Poor people are disproportionately likely to shop in-store rather than online because they're vastly more likely to be unbanked (i.e. no credit card) and be low-education.
I'd hazard an educated guess that the percentage of income spent by the poor online is tiny. Both because the above factors and also because the majority of spending for those group is going on rent, groceries, vice (cigarettes and alcohol) and transport which aren't commonly bought online in any case.

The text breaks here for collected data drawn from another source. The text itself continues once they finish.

use super::{TableRow, TelemetryStore};
use crate::{
    catalog::{Cycle, TransactionType},
    error::GenResult,
    transaction::Transaction,
};
use rusqlite::{params, types::Value, Row};

impl TableRow for Transaction {
    const COLUMNS: &'static [&'static str] = &[
        "transaction_id",
        "player_id",
        "event_datetime",
        "purchase_item",
        "purchase_price",
        "currency",
        "is_recurring",
        "cycle",
        "transaction_type",
    ];

    fn values(&self) -> Vec<Value> {
        vec![
            Value::Text(self.transaction_id.clone()),
            Value::Text(self.player_id.clone()),
            Value::Text(self.event_datetime.clone()),
            Value::Text(self.purchase_item.clone()),
            Value::Real(self.purchase_price),
            Value::Text(self.currency.clone()),
            Value::Integer(self.is_recurring as i64),
            Value::Text(self.cycle.map(|c| c.as_str()).unwrap_or("").to_string()),
            Value::Text(self.transaction_type.as_str().to_string()),
        ]
    }
}

const SELECT_TRANSACTIONS: &str = "SELECT transaction_id, player_id, event_datetime, purchase_item,
        purchase_price, currency, is_recurring, cycle, transaction_type
 FROM leap_raw.event_transaction";

fn transaction_from_row(row: &Row<'_>) -> rusqlite::Result<Transaction> {
    let cycle = match row.get::<_, Option<String>>(7)?.as_deref() {
        Some("M") => Some(Cycle::M),
        Some("Y") => Some(Cycle::Y),
        _ => None,
    };
    let transaction_type = match row.get::<_, String>(8)?.as_str() {
        "BattlePass" => TransactionType::BattlePass,
        "Emote" => TransactionType::Emote,
        "Skin" => TransactionType::Skin,
        other => {
            return Err(rusqlite::Error::FromSqlConversionFailure(
                8,
                rusqlite::types::Type::Text,
                format!("unknown transaction_type '{other}'").into(),
            ))
        }
    };
    Ok(Transaction {
        transaction_id: row.get(0)?,
        player_id: row.get(1)?,
        event_datetime: row.get(2)?,
        purchase_item: row.get(3)?,
        purchase_price: row.get(4)?,
        currency: row.get(5)?,
        is_recurring: row.get::<_, i64>(6)? != 0,
        cycle,
        transaction_type,
    })
}

impl TelemetryStore {
    // ── Transactions ───────────────────────────────────────────

    pub fn all_transactions(&self) -> GenResult<Vec<Transaction>> {
        let mut stmt = self
            .conn
            .prepare(&format!("{SELECT_TRANSACTIONS} ORDER BY event_datetime, transaction_id"))?;
        let rows = stmt
            .query_map([], transaction_from_row)?
            .collect::<Result<Vec<_>, _>>()?;
        Ok(rows)
    }

    pub fn transactions_for_player(&self, player_id: &str) -> GenResult<Vec<Transaction>> {
        let mut stmt = self.conn.prepare(&format!(
            "{SELECT_TRANSACTIONS} WHERE player_id = ?1 ORDER BY event_datetime, transaction_id"
        ))?;
        let rows = stmt
            .query_map(params![player_id], transaction_from_row)?
            .collect::<Result<Vec<_>, _>>()?;
        Ok(rows)
    }
}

Not to mention that there's a significant portion of people who really are so poor they aren't online. I understand that the HN community may be sheltered in many ways from a world where people can't afford a computer or Internet access, or a smart phone, but that world exists, and is not as small as we'd like to think. (I grew up in a family where a trailer home with a broken-down Pinto in the yard would have been a step up ... for some family members, very little has changed)
> "because they're vastly more likely to be unbanked"

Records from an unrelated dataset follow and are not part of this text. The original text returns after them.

//! telemetry-runner: headless generator run.
//!
//! Usage:
//!   telemetry-runner --seed 12345 --days 7 --players 200 --db telemetry.db
//!   telemetry-runner --catalog data/dim_products.json --out-dir ./out --no-db

use anyhow::{Context, Result};
use chrono::NaiveDate;
use std::env;
use std::path::{Path, PathBuf};
use telemetry_core::{
    catalog::Catalog,
    config::GeneratorConfig,
    run::{DayReport, TelemetryRun},
    store::{TelemetryStore, EVENT_SESSION, EVENT_TRANSACTION, FACT_SESSION, RAW_SCHEMA, STAGE_SCHEMA},
};

#[derive(serde::Serialize)]
struct RunSummary {
    seed: u64,
    days: usize,
    players: usize,
    sessions: usize,
    heartbeats: usize,
    transactions: usize,
    reports: Vec<DaySummary>,
}

#[derive(serde::Serialize)]
struct DaySummary {
    date: String,
    sessions: usize,
    kills: u64,
    purchasing_players: usize,
    transactions: usize,
}

fn main() -> Result<()> {
    env_logger::init();

    let args: Vec<String> = env::args().collect();
    let seed = parse_arg(&args, "--seed", 42u64);
    let days = parse_arg(&args, "--days", 7u32);
    let players = parse_arg(&args, "--players", 100usize);
    let no_db = args.iter().any(|a| a == "--no-db");
    let db = str_arg(&args, "--db").unwrap_or("telemetry.db");
    let out_dir = PathBuf::from(str_arg(&args, "--out-dir").unwrap_or("./data"));
    let catalog_path = str_arg(&args, "--catalog").unwrap_or("data/dim_products.json");
    let start_date = match str_arg(&args, "--start-date") {
        Some(s) => NaiveDate::parse_from_str(s, "%Y-%m-%d")
            .with_context(|| format!("--start-date must be YYYY-MM-DD, got {s}"))?,
        None => chrono::Utc::now().date_naive(),
    };

    let mut config = match str_arg(&args, "--config") {
        Some(path) => GeneratorConfig::load(path)?,
        None => GeneratorConfig::default(),
    };
    config.session_dir = out_dir.join("sessions");
    config.transaction_dir = out_dir.join("transactions");
    if no_db {
        config.write_to_db = false;
    }

    println!("Game telemetry generator");
    println!("  seed:       {seed}");
    println!("  days:       {days} from {start_date}");
    println!("  players:    {players}");
    println!("  db:         {db}");
    println!("  out_dir:    {}", out_dir.display());
    println!("  catalog:    {catalog_path}");
    println!();

    let catalog = Catalog::load(Path::new(catalog_path))
        .with_context(|| format!("Cannot load catalog {catalog_path}"))?;
    let store = TelemetryStore::open(db)?;
    store.migrate()?;

    let mut run = TelemetryRun::new(config, catalog, store, seed)?;
    let roster = run.roster(players);
    let reports = run.run_days(start_date, days, &roster)?;
    log::info!("run seed={seed} finished: {} days generated", reports.len());

    print_summary(&run, &reports, players)?;
    Ok(())
}

fn print_summary(run: &TelemetryRun, reports: &[DayReport], players: usize) -> Result<()> {
    let summary = RunSummary {
        seed: run.seed,
        days: reports.len(),
        players,
        sessions: reports.iter().map(|r| r.sessions).sum(),
        heartbeats: reports.iter().map(|r| r.heartbeats).sum(),
        transactions: reports.iter().map(|r| r.transactions).sum(),
        reports: reports
            .iter()
            .map(|r| DaySummary {
                date: r.date.to_string(),
                sessions: r.sessions,
                kills: r.kills,
                purchasing_players: r.purchasing_player_days,
                transactions: r.transactions,
            })
            .collect(),
    };

    println!("=== RUN SUMMARY ===");
    println!("  sessions:       {}", summary.sessions);
    println!("  heartbeats:     {}", summary.heartbeats);
    println!("  transactions:   {}", summary.transactions);
    let store = run.store();
    println!(
        "  rows:           event_session={} fact_session={} event_transaction={}",
        store.row_count(RAW_SCHEMA, EVENT_SESSION)?,
        store.row_count(STAGE_SCHEMA, FACT_SESSION)?,
        store.row_count(RAW_SCHEMA, EVENT_TRANSACTION)?,
    );
    println!();
    println!("{}", serde_json::to_string_pretty(&summary)?);
    Ok(())
}

fn str_arg<'a>(args: &'a [String], flag: &str) -> Option<&'a str> {
    args.windows(2)
        .find(|w| w[0] == flag)
        .map(|w| w[1].as_str())
}

fn parse_arg<T: std::str::FromStr + Copy>(args: &[String], flag: &str, default: T) -> T {
    args.windows(2)
        .find(|w| w[0] == flag)
        .and_then(|w| w[1].parse().ok())
        .unwrap_or(default)
}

This is not true in the US, where your debit/bank card is also a VISA/MasterCard fully usable online. Even people with zero credit can easily spend money online. If you have a bank account in the US, there are effectively no barriers to spending the money in it, online.
Walmart and K-Mart are "fixing" this with free payroll check cashing and rechargeable debit cards. One uses MasterCard and the other uses American Express.
I'd hazard an educated guess that the percentage of income spent by the poor online is tiny. Both because the above factors and also because the majority of spending for those group is going on rent, groceries, vice (cigarettes and alcohol) and transport which aren't commonly bought online in any case.